----- Study material -----

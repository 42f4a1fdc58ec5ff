//! Centralized default constants for hintkit.
//!
//! Reserved preference keys, hints-file naming, environment variable names
//! and display-width points live here so the loader, merger and resolver
//! agree on them.

// =============================================================================
// RESERVED CUSTOM PREFERENCE KEYS
// =============================================================================

/// Custom preference key naming the kind of item being presented.
pub const ITEM_TYPE_KEY: &str = "itemType";

/// Custom preference key naming the interaction style of each item.
pub const INTERACTION_STYLE_KEY: &str = "interactionStyle";

/// `itemType` value for feature-card collections.
pub const ITEM_TYPE_FEATURE_CARDS: &str = "featureCards";

/// `interactionStyle` value for cards that expand in place.
pub const INTERACTION_EXPANDABLE: &str = "expandable";

// =============================================================================
// HINTS FILES
// =============================================================================

/// Default directory searched for `<Model>.hints` files.
pub const HINTS_DIR: &str = "Hints";

/// Extension of JSON hints files.
pub const HINTS_EXTENSION: &str = "hints";

/// Extensions accepted for YAML hints files, appended after `.hints`.
pub const HINTS_YAML_EXTENSIONS: [&str; 2] = ["yaml", "yml"];

/// Top-level keys with this prefix are file metadata, not fields.
pub const METADATA_KEY_PREFIX: &str = "_";

// =============================================================================
// DISPLAY WIDTH (points)
// =============================================================================

/// Width of a `narrow` field.
pub const WIDTH_NARROW_POINTS: f64 = 150.0;

/// Width of a `medium` field.
pub const WIDTH_MEDIUM_POINTS: f64 = 200.0;

/// Width of a `wide` field.
pub const WIDTH_WIDE_POINTS: f64 = 400.0;

// =============================================================================
// ENVIRONMENT
// =============================================================================

/// Path list of directories searched for hints files.
pub const ENV_HINTS_PATH: &str = "HINTKIT_HINTS_PATH";

/// Enables or disables the field-hints cache.
pub const ENV_CACHE_ENABLED: &str = "HINTKIT_CACHE_ENABLED";

/// Path of a YAML configuration file.
pub const ENV_CONFIG: &str = "HINTKIT_CONFIG";

#[cfg(test)]
mod tests {
    use super::*;

    #[test]
    fn test_width_points_increase() {
        assert!(WIDTH_NARROW_POINTS < WIDTH_MEDIUM_POINTS);
        assert!(WIDTH_MEDIUM_POINTS < WIDTH_WIDE_POINTS);
    }

    #[test]
    fn test_reserved_keys_are_distinct() {
        assert_ne!(ITEM_TYPE_KEY, INTERACTION_STYLE_KEY);
        assert!(!ITEM_TYPE_KEY.starts_with(METADATA_KEY_PREFIX));
    }
}
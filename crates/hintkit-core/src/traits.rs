//! Core traits for hintkit abstractions.

use crate::field_hint::FieldHints;

/// Source of file-backed, model-scoped field hints.
///
/// Implementations never fail at this surface: a missing or unreadable
/// source yields an empty map. Loading may block on I/O; callers run it on
/// the same execution context as rendering.
pub trait FieldHintsLoader {
    /// Load the field hints declared for `model_name`.
    fn load_hints(&self, model_name: &str) -> FieldHints;
}

impl<L: FieldHintsLoader + ?Sized> FieldHintsLoader for &L {
    fn load_hints(&self, model_name: &str) -> FieldHints {
        (**self).load_hints(model_name)
    }
}

impl<L: FieldHintsLoader + ?Sized> FieldHintsLoader for Box<L> {
    fn load_hints(&self, model_name: &str) -> FieldHints {
        (**self).load_hints(model_name)
    }
}
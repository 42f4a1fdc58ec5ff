//! Memoizing cache in front of a [`FieldHintsLoader`].
//!
//! Non-empty load results are kept for the life of the cache. Empty results
//! are never stored, so a model whose hints file appears later is picked up on
//! the next lookup without a restart. Entries can also be dropped explicitly
//! with [`FieldHintsCache::invalidate`] or [`FieldHintsCache::clear`].
//!
//! The cache is owned by the caller and used from a single execution
//! context; lookups take `&mut self` and there is no internal locking.

use std::collections::HashMap;

use tracing::debug;

use hintkit_core::{FieldHints, FieldHintsLoader};

/// Cache statistics for monitoring.
#[derive(Debug, Clone, Copy, Default, PartialEq, Eq)]
pub struct CacheStats {
    /// Lookups answered from memory.
    pub hits: u64,
    /// Lookups that went to the loader.
    pub misses: u64,
    /// Misses where the loader returned nothing (not stored).
    pub empty_loads: u64,
}

/// Per-model field-hints cache.
#[derive(Debug)]
pub struct FieldHintsCache<L> {
    loader: L,
    entries: HashMap<String, FieldHints>,
    enabled: bool,
    stats: CacheStats,
    /// Holds the last result when the cache is disabled or the load was empty.
    scratch: FieldHints,
}

impl<L: FieldHintsLoader> FieldHintsCache<L> {
    pub fn new(loader: L) -> Self {
        Self {
            loader,
            entries: HashMap::new(),
            enabled: true,
            stats: CacheStats::default(),
            scratch: FieldHints::new(),
        }
    }

    /// A cache that never stores anything; every lookup hits the loader.
    pub fn disabled(loader: L) -> Self {
        Self {
            enabled: false,
            ..Self::new(loader)
        }
    }

    /// Field hints for `model_name`, loading them on first use.
    pub fn get_field_hints(&mut self, model_name: &str) -> &FieldHints {
        if self.entries.contains_key(model_name) {
            self.stats.hits += 1;
            debug!(model = model_name, cache_hit = true, "Field hints lookup");
            return &self.entries[model_name];
        }

        self.stats.misses += 1;
        let loaded = self.loader.load_hints(model_name);
        debug!(
            model = model_name,
            cache_hit = false,
            field_count = loaded.len(),
            "Field hints lookup"
        );

        if loaded.is_empty() {
            self.stats.empty_loads += 1;
            self.scratch = loaded;
            return &self.scratch;
        }

        if !self.enabled {
            self.scratch = loaded;
            return &self.scratch;
        }

        self.entries.entry(model_name.to_string()).or_insert(loaded)
    }

    /// Whether hints for `model_name` are currently cached.
    pub fn contains(&self, model_name: &str) -> bool {
        self.entries.contains_key(model_name)
    }

    /// Drop the cached hints for one model. Returns whether an entry existed.
    pub fn invalidate(&mut self, model_name: &str) -> bool {
        let removed = self.entries.remove(model_name).is_some();
        if removed {
            debug!(model = model_name, "Field hints invalidated");
        }
        removed
    }

    /// Drop every cached entry. Statistics are kept.
    pub fn clear(&mut self) {
        debug!(entries = self.entries.len(), "Field hints cache cleared");
        self.entries.clear();
    }

    pub fn len(&self) -> usize {
        self.entries.len()
    }

    pub fn is_empty(&self) -> bool {
        self.entries.is_empty()
    }

    pub fn is_enabled(&self) -> bool {
        self.enabled
    }

    pub fn stats(&self) -> CacheStats {
        self.stats
    }

    pub fn loader(&self) -> &L {
        &self.loader
    }
}
impl PresentationHints {
    pub fn new(
        content_type: ContentType,
        preference: PresentationPreference,
        complexity: Complexity,
        context: PresentationContext,
    ) -> Self {
        Self {
            content_type,
            preference,
            complexity,
            context,
            custom_preferences: CustomPreferences::new(),
            field_hints: FieldHints::new(),
        }
    }

    pub fn with_custom_preference(mut self, key: impl Into<String>, value: impl Into<String>) -> Self {
        self.custom_preferences.insert(key.into(), value.into());
        self
    }

    /// Replace all custom preferences.
    pub fn with_custom_preferences(mut self, preferences: CustomPreferences) -> Self {
        self.custom_preferences = preferences;
        self
    }

    pub fn with_field_hint(mut self, field_id: impl Into<String>, hint: FieldDisplayHint) -> Self {
        self.field_hints.insert(field_id.into(), hint);
        self
    }

    /// Replace all field hints.
    pub fn with_field_hints(mut self, field_hints: FieldHints) -> Self {
        self.field_hints = field_hints;
        self
    }

    pub fn content_type(&self) -> ContentType {
        self.content_type
    }

    pub fn preference(&self) -> PresentationPreference {
        self.preference
    }

    pub fn complexity(&self) -> Complexity {
        self.complexity
    }

    pub fn context(&self) -> PresentationContext {
        self.context
    }

    pub fn custom_preferences(&self) -> &CustomPreferences {
        &self.custom_preferences
    }

    pub fn custom_preference(&self, key: &str) -> Option<&str> {
        self.custom_preferences.get(key).map(String::as_str)
    }

    pub fn field_hints(&self) -> &FieldHints {
        &self.field_hints
    }

    pub fn field_hint(&self, field_id: &str) -> Option<&FieldDisplayHint> {
        self.field_hints.get(field_id)
    }

    /// Value of the reserved `itemType` preference.
    pub fn item_type(&self) -> Option<&str> {
        self.custom_preference(ITEM_TYPE_KEY)
    }

    /// Value of the reserved `interactionStyle` preference.
    pub fn interaction_style(&self) -> Option<&str> {
        self.custom_preference(INTERACTION_STYLE_KEY)
    }
}

// =============================================================================
// ENHANCED HINTS
// =============================================================================

/// Hint record with extensible hints and explicit field hints attached.
#[derive(Debug, Clone, PartialEq, Default, Serialize, Deserialize)]
#[serde(rename_all = "camelCase")]
pub struct EnhancedHints {
    #[serde(default)]
    content_type: ContentType,
    #[serde(default)]
    preference: PresentationPreference,
    #[serde(default)]
    complexity: Complexity,
    #[serde(default)]
    context: PresentationContext,
    #[serde(default)]
    custom_preferences: CustomPreferences,
    #[serde(default)]
    field_hints: FieldHints,
    #[serde(default)]
    extensible_hints: Vec<ExtensibleHint>,
}
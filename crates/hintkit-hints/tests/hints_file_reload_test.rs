/// End-to-end tests for hints files on disk: discovery, caching, and merging.
///
/// These cover the behaviors that only show up with a real filesystem:
/// - A model whose hints file is added after a failed lookup is picked up
///   without rebuilding the cache
/// - Earlier search directories shadow later ones
/// - Explicit field hints override file hints field by field
use std::fs;

use hintkit_hints::{
    merge_for_model, Complexity, ContentType, DisplayWidth, EnhancedHints, ExtensibleHint,
    FieldDisplayHint, FieldHintsCache, FileHintsLoader, HintsConfig, PresentationContext,
    PresentationPreference,
};
use tempfile::TempDir;

#[test]
fn test_hints_file_added_after_empty_lookup_is_picked_up() {
    let dir = TempDir::new().expect("Failed to create temp dir");
    let mut cache = FieldHintsCache::new(FileHintsLoader::new([dir.path()]));

    assert!(
        cache.get_field_hints("Foo").is_empty(),
        "No hints file yet, lookup should be empty"
    );
    assert!(!cache.contains("Foo"), "Empty lookups must not be cached");

    fs::write(
        dir.path().join("Foo.hints"),
        r#"{ "bar": { "maxLength": 5, "displayWidth": "narrow" } }"#,
    )
    .expect("Failed to write hints file");

    let hints = cache.get_field_hints("Foo");
    assert_eq!(hints.len(), 1);
    assert_eq!(hints["bar"].max_length, Some(5));
    assert_eq!(hints["bar"].display_width, Some(DisplayWidth::Narrow));
    assert!(cache.contains("Foo"));
}

#[test]
fn test_earlier_search_path_wins() {
    let app = TempDir::new().expect("Failed to create temp dir");
    let shared = TempDir::new().expect("Failed to create temp dir");
    fs::write(
        app.path().join("User.hints"),
        r#"{ "name": { "expectedLength": 12 } }"#,
    )
    .unwrap();
    fs::write(
        shared.path().join("User.hints.yaml"),
        "name:\n  expectedLength: 40\nemail:\n  displayWidth: wide\n",
    )
    .unwrap();

    let config = HintsConfig {
        search_paths: vec![app.path().to_path_buf(), shared.path().to_path_buf()],
        cache_enabled: true,
    };
    let mut cache = config.build_cache();
    let hints = cache.get_field_hints("User");

    assert_eq!(hints.len(), 1, "Only the first file found is used");
    assert_eq!(hints["name"].expected_length, Some(12));
}

#[test]
fn test_yaml_hints_file_skips_metadata_and_bad_fields() {
    let dir = TempDir::new().unwrap();
    fs::write(
        dir.path().join("Order.hints.yml"),
        "_sections:\n  - title: Items\nqty:\n  maxLength: 3\nbroken:\n  minLength: 10\n  maxLength: 2\nnote:\n  isHidden: true\n",
    )
    .unwrap();

    let loader = FileHintsLoader::new([dir.path()]);
    let hints = loader.try_load("Order").expect("Failed to load hints");

    assert_eq!(hints.len(), 2);
    assert!(hints.contains_key("qty"));
    assert!(hints["note"].is_hidden);
    assert!(!hints.contains_key("broken"));
    assert!(!hints.contains_key("_sections"));
}

#[test]
fn test_malformed_file_loads_as_empty() {
    let dir = TempDir::new().unwrap();
    fs::write(dir.path().join("Bad.hints"), "{ not json").unwrap();

    let loader = FileHintsLoader::new([dir.path()]);
    assert!(loader.try_load("Bad").is_err());

    let mut cache = FieldHintsCache::new(loader);
    assert!(cache.get_field_hints("Bad").is_empty());
    assert!(!cache.contains("Bad"));
}

#[test]
fn test_merge_for_model_with_file_and_explicit_hints() {
    let dir = TempDir::new().unwrap();
    fs::write(
        dir.path().join("Product.hints"),
        r#"{
            "title": { "expectedLength": 30, "displayWidth": "medium" },
            "summary": { "displayWidth": 320, "showCharacterCounter": true }
        }"#,
    )
    .unwrap();

    let mut cache = FieldHintsCache::new(FileHintsLoader::new([dir.path()]));
    let enhanced = EnhancedHints::new(
        ContentType::Product,
        PresentationPreference::Grid,
        Complexity::Moderate,
        PresentationContext::Browse,
    )
    .with_field_hint(
        "title",
        FieldDisplayHint::new()
            .with_expected_length(60)
            .with_display_width(DisplayWidth::Wide),
    )
    .with_extensible_hint(ExtensibleHint::new("badge", 2).with_data("badgeColor", "red"))
    .with_extensible_hint(ExtensibleHint::new("theme", 7).with_data("badgeColor", "gold"));

    let resolved = merge_for_model(&mut cache, "Product", &enhanced);

    let title = resolved.field_hint("title").expect("title hint");
    assert_eq!(title.expected_length, Some(60));
    assert_eq!(title.width_points(), Some(400.0));

    let summary = resolved.field_hint("summary").expect("summary hint");
    assert_eq!(summary.width_points(), Some(320.0));
    assert!(summary.show_character_counter);

    assert_eq!(resolved.custom_preference("badgeColor"), Some("gold"));
    assert_eq!(resolved.preference(), PresentationPreference::Grid);
}
use std::io::{self, Write};

use crossterm::{
    cursor, queue,
    style::{Attribute, Color, ResetColor, SetAttribute, SetBackgroundColor, SetForegroundColor},
    terminal,
};

use crate::model::{HealthStatus, SyncStatus};
use crate::selection::Selection;

/// Semantic colour class of a span. Mapped to terminal colours only at draw time.
#[derive(Clone, Copy, Debug, Default, PartialEq, Eq)]
pub enum Tone {
    #[default]
    Plain,
    Muted,
    Accent,
    Good,
    Warn,
    Bad,
    Title,
}

impl Tone {
    pub fn for_health(health: HealthStatus) -> Tone {
        match health {
            HealthStatus::Healthy => Tone::Good,
            HealthStatus::Progressing => Tone::Accent,
            HealthStatus::Degraded | HealthStatus::Missing => Tone::Bad,
            HealthStatus::Suspended => Tone::Warn,
            HealthStatus::Unknown => Tone::Muted,
        }
    }

    pub fn for_sync(sync: SyncStatus) -> Tone {
        match sync {
            SyncStatus::Synced => Tone::Good,
            SyncStatus::OutOfSync => Tone::Warn,
            SyncStatus::Unknown => Tone::Muted,
        }
    }

    fn color(&self) -> Option<Color> {
        match self {
            Tone::Plain | Tone::Title => None,
            Tone::Muted => Some(Color::DarkGrey),
            Tone::Accent => Some(Color::Cyan),
            Tone::Good => Some(Color::Green),
            Tone::Warn => Some(Color::Yellow),
            Tone::Bad => Some(Color::Red),
        }
    }
}

#[derive(Clone, Debug, Default, PartialEq, Eq)]
pub struct Span {
    pub text: String,
    pub tone: Tone,
}

impl Span {
    pub fn new(text: impl Into<String>, tone: Tone) -> Self {
        Self { text: text.into(), tone }
    }

    pub fn plain(text: impl Into<String>) -> Self {
        Self::new(text, Tone::Plain)
    }
}

/// One screen row made of styled spans.
#[derive(Clone, Debug, Default, PartialEq, Eq)]
pub struct Line {
    pub spans: Vec<Span>,
    pub highlighted: bool,
}

impl Line {
    pub fn new(spans: Vec<Span>) -> Self {
        Self { spans, highlighted: false }
    }

    pub fn blank() -> Self {
        Self::default()
    }

    pub fn plain(text: impl Into<String>) -> Self {
        Self::new(vec![Span::plain(text)])
    }

    pub fn push(&mut self, span: Span) {
        self.spans.push(span);
    }

    pub fn highlight(mut self, on: bool) -> Self {
        self.highlighted = on;
        self
    }

    pub fn text(&self) -> String {
        self.spans.iter().map(|s| s.text.as_str()).collect()
    }

    pub fn width(&self) -> usize {
        self.spans.iter().map(|s| s.text.chars().count()).sum()
    }
}

/// Draw `lines` from the top of the screen, clipped to the terminal size, and
/// overlay the selection. Returns the plain text of every row drawn so a later
/// selection can be extracted from exactly what the user saw.
pub fn draw(out: &mut impl Write, lines: &[Line], selection: &Selection) -> io::Result<Vec<String>> {
    let (cols, rows) = terminal::size()?;
    let cols = cols as usize;
    let mut screen = Vec::with_capacity(lines.len().min(rows as usize));

    queue!(out, cursor::MoveTo(0, 0), terminal::Clear(terminal::ClearType::All))?;

    for (row, line) in lines.iter().take(rows as usize).enumerate() {
        queue!(out, cursor::MoveTo(0, row as u16))?;
        if line.highlighted {
            queue!(out, SetBackgroundColor(Color::DarkGrey), SetForegroundColor(Color::White))?;
        }
        let mut budget = cols;
        for span in &line.spans {
            if budget == 0 {
                break;
            }
            let text: String = span.text.chars().take(budget).collect();
            budget -= text.chars().count();
            if !line.highlighted {
                if let Some(color) = span.tone.color() {
                    queue!(out, SetForegroundColor(color))?;
                }
                if span.tone == Tone::Title {
                    queue!(out, SetAttribute(Attribute::Bold))?;
                }
            }
            write!(out, "{}", text)?;
            if !line.highlighted {
                queue!(out, ResetColor, SetAttribute(Attribute::Reset))?;
            }
        }
        if line.highlighted {
            write!(out, "{}", " ".repeat(budget))?;
            queue!(out, ResetColor)?;
        }

        let plain: String = line.text().chars().take(cols).collect();
        if let Some((from, to)) = selection.columns_on_row(row, plain.chars().count()) {
            let covered: String = plain.chars().skip(from).take(to - from).collect();
            queue!(
                out,
                cursor::MoveTo(from as u16, row as u16),
                SetAttribute(Attribute::Reverse)
            )?;
            write!(out, "{}", covered)?;
            queue!(out, SetAttribute(Attribute::Reset))?;
        }
        screen.push(plain);
    }

    out.flush()?;
    Ok(screen)
}

#[cfg(test)]
mod tests {
    use super::*;

    #[test]
    fn line_text_joins_spans() {
        let line = Line::new(vec![Span::plain("├── "), Span::new("Pod", Tone::Accent)]);
        assert_eq!(line.text(), "├── Pod");
        assert_eq!(line.width(), 7);
    }

    #[test]
    fn tones_follow_status() {
        assert_eq!(Tone::for_health(HealthStatus::Degraded), Tone::Bad);
        assert_eq!(Tone::for_sync(SyncStatus::OutOfSync), Tone::Warn);
    }
}
use crossterm::event::{KeyCode, KeyEvent, KeyEventKind, KeyModifiers, MouseButton, MouseEvent, MouseEventKind};

use tracing::warn;

use crate::argocd::AppAction;
use crate::model::AppView;
use crate::selection::Position;

use super::App;

/// Result of handling a key: Quit the app, or key was consumed (needs render).
/// None means the key was not handled.
pub enum InputResult {
    Quit,
    Consumed,
}

/// Handle a key event. Returns Some(Quit) to exit, Some(Consumed) if key was handled and
/// a render is needed, None if the key was not handled.
pub fn handle_key(app: &mut App, key_event: KeyEvent) -> Option<InputResult> {
    let KeyEvent { code, modifiers, kind, .. } = key_event;
    if kind == KeyEventKind::Release {
        return None;
    }
    app.status_message = None;

    if code == KeyCode::Char('c') && modifiers.contains(KeyModifiers::CONTROL) {
        return Some(InputResult::Quit);
    }

    if app.search.is_some() {
        return handle_search(app, code);
    }

    if code == KeyCode::Char('s') && modifiers.contains(KeyModifiers::CONTROL) {
        return run_action(app, AppAction::Sync);
    }

    match code {
        KeyCode::Char('q') => return Some(InputResult::Quit),
        KeyCode::Char('y') => return yank(app),
        KeyCode::Char('R') => return run_action(app, AppAction::Refresh),
        KeyCode::Char('r') if app.sync.retry() => return Some(InputResult::Consumed),
        KeyCode::Esc if app.selection.has_content => {
            app.selection.clear();
            return Some(InputResult::Consumed);
        }
        _ => {}
    }

    let result = match &app.nav.view {
        AppView::Tree(_) => handle_tree(app, code),
        _ => handle_list(app, code),
    };
    if result.is_some() {
        app.refresh();
    }
    result
}

fn handle_list(app: &mut App, code: KeyCode) -> Option<InputResult> {
    match code {
        KeyCode::Up | KeyCode::Char('k') => {
            if app.nav.move_up() {
                return Some(InputResult::Consumed);
            }
        }
        KeyCode::Down | KeyCode::Char('j') => {
            if app.nav.move_down(app.entries.len()) {
                return Some(InputResult::Consumed);
            }
        }
        KeyCode::Enter | KeyCode::Right | KeyCode::Char('l') => {
            if app.nav.enter(&app.entries) {
                return Some(InputResult::Consumed);
            }
        }
        KeyCode::Esc | KeyCode::Backspace | KeyCode::Left | KeyCode::Char('h') => {
            if app.nav.back() {
                return Some(InputResult::Consumed);
            }
        }
        KeyCode::Char('a') => {
            if app.nav.toggle_top() {
                return Some(InputResult::Consumed);
            }
        }
        KeyCode::Char('s') if app.nav.view == AppView::Apps => {
            let sort = app.nav.app_sort;
            app.nav.app_sort.field = sort.field.next();
            return Some(InputResult::Consumed);
        }
        KeyCode::Char('S') if app.nav.view == AppView::Apps => {
            let sort = app.nav.app_sort;
            app.nav.app_sort.direction = sort.direction.toggle();
            return Some(InputResult::Consumed);
        }
        _ => {}
    }
    None
}

/// Ask the server to sync or refresh the application under the cursor.
fn run_action(app: &mut App, action: AppAction) -> Option<InputResult> {
    let name = app.nav.selected_app(&app.entries)?.to_string();
    app.status_message = Some(app.sync.run_action(action, &name));
    Some(InputResult::Consumed)
}

fn handle_tree(app: &mut App, code: KeyCode) -> Option<InputResult> {
    let lines = &app.tree_lines;
    let changed = match code {
        KeyCode::Up | KeyCode::Char('k') => {
            app.tree_view.move_up(lines);
            true
        }
        KeyCode::Down | KeyCode::Char('j') => {
            app.tree_view.move_down(lines);
            true
        }
        KeyCode::Right | KeyCode::Char('l') => app.tree_view.expand_selected(lines),
        KeyCode::Left | KeyCode::Char('h') => app.tree_view.collapse_or_parent(lines),
        KeyCode::Enter | KeyCode::Char(' ') => match app.tree_view.selected_key(lines) {
            Some(key) => {
                let key = key.clone();
                app.tree_view.toggle(key);
                true
            }
            None => false,
        },
        KeyCode::Char('E') => {
            app.tree_view.expand_all();
            true
        }
        KeyCode::Char('C') => {
            let snapshot = std::sync::Arc::clone(&app.sync.snapshot);
            if let AppView::Tree(name) = &app.nav.view {
                if let Some(tree) = snapshot.tree(name) {
                    app.tree_view.collapse_all(&[tree]);
                }
            }
            true
        }
        KeyCode::Char('s') => {
            let sort = app.tree_view.sort();
            app.tree_view.set_sort(sort.field.next(), sort.direction);
            true
        }
        KeyCode::Char('S') => {
            let sort = app.tree_view.sort();
            app.tree_view.set_sort(sort.field, sort.direction.toggle());
            true
        }
        KeyCode::Char('/') => {
            app.search = Some(String::new());
            true
        }
        KeyCode::Char('n') => app.tree_view.next_match(lines),
        KeyCode::Char('N') => app.tree_view.prev_match(lines),
        KeyCode::Esc | KeyCode::Backspace => app.nav.back(),
        _ => false,
    };
    changed.then_some(InputResult::Consumed)
}

fn handle_search(app: &mut App, code: KeyCode) -> Option<InputResult> {
    let Some(ref mut query) = app.search else { return None };
    match code {
        KeyCode::Char(c) => query.push(c),
        KeyCode::Backspace => {
            query.pop();
        }
        KeyCode::Enter => {
            let query = query.clone();
            app.search = None;
            app.tree_view.set_filter(&query);
            if !app.tree_view.next_match(&app.tree_lines) && !query.trim().is_empty() {
                app.status_message = Some(format!("No match for \"{}\"", query.trim()));
            }
        }
        KeyCode::Esc => app.search = None,
        _ => return None,
    }
    Some(InputResult::Consumed)
}

/// Mouse drag selects screen text; releasing copies it.
pub fn handle_mouse(app: &mut App, event: MouseEvent) -> Option<InputResult> {
    let pos = Position::new(event.row as usize, event.column as usize);
    match event.kind {
        MouseEventKind::Down(MouseButton::Left) => {
            app.selection.set_start(pos);
            Some(InputResult::Consumed)
        }
        MouseEventKind::Drag(MouseButton::Left) => {
            app.selection.set_end(pos);
            Some(InputResult::Consumed)
        }
        MouseEventKind::Up(MouseButton::Left) => {
            app.selection.set_end(pos);
            if app.selection.finalize() {
                yank(app)
            } else {
                Some(InputResult::Consumed)
            }
        }
        _ => None,
    }
}

/// Copy the selected screen text to the clipboard.
fn yank(app: &mut App) -> Option<InputResult> {
    if !app.selection.has_content {
        return None;
    }
    let text = app.selection.extract_text(&app.screen);
    let chars = text.chars().count();
    let message = match app.clipboard.set(&text) {
        Ok(()) => format!("Copied {} chars", chars),
        Err(e) => {
            warn!(error = %e, "clipboard copy failed");
            format!("Copy failed: {}", e)
        }
    };
    app.status_message = Some(message);
    Some(InputResult::Consumed)
}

-----

◆ Work to be completed ◆
Tally the lines of the listing above that include the string "Muted". Provide the total alone.

◆ Written answer ◆
4